## PROBLEM TO WORK ON
Across the entries that follow, count the lines with the string "number" and reply with that count alone.

## RECORD SET

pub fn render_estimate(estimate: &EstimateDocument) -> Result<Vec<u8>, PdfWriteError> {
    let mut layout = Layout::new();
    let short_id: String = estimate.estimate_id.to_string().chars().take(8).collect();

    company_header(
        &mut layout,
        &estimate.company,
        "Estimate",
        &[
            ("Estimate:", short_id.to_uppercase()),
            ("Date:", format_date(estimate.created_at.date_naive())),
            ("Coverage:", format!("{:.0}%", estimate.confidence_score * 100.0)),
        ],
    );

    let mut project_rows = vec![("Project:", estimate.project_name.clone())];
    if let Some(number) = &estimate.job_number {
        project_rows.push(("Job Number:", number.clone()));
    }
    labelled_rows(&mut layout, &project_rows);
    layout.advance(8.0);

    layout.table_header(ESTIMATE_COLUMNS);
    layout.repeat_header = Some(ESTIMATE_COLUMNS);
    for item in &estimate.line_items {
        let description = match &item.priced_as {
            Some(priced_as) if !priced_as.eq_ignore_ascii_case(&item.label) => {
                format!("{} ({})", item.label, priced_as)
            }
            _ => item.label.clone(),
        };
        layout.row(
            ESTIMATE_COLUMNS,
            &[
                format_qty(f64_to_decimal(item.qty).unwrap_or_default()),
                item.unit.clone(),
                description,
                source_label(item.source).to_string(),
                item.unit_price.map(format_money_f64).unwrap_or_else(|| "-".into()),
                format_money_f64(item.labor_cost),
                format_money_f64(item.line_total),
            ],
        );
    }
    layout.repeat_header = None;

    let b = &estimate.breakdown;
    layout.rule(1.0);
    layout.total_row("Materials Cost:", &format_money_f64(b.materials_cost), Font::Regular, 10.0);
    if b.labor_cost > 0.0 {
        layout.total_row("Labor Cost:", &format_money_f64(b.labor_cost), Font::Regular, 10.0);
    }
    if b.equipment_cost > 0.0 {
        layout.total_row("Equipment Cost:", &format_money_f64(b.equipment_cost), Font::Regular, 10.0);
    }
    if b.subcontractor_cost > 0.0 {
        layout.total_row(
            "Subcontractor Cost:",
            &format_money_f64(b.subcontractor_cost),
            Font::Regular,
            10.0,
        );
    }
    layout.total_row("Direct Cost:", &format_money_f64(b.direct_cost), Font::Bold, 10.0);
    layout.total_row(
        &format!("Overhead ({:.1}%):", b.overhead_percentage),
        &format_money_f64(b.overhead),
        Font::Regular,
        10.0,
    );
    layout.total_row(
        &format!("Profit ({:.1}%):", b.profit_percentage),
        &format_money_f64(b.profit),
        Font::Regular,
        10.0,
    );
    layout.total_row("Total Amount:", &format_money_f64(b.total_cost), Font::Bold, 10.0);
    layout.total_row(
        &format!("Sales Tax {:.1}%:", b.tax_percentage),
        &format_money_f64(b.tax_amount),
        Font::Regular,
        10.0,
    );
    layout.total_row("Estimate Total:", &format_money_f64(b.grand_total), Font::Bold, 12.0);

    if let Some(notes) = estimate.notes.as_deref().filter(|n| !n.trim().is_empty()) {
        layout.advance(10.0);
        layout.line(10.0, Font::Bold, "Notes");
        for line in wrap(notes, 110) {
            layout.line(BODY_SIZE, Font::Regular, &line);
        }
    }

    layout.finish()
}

## ANSWER FOR THIS EXERCISE
2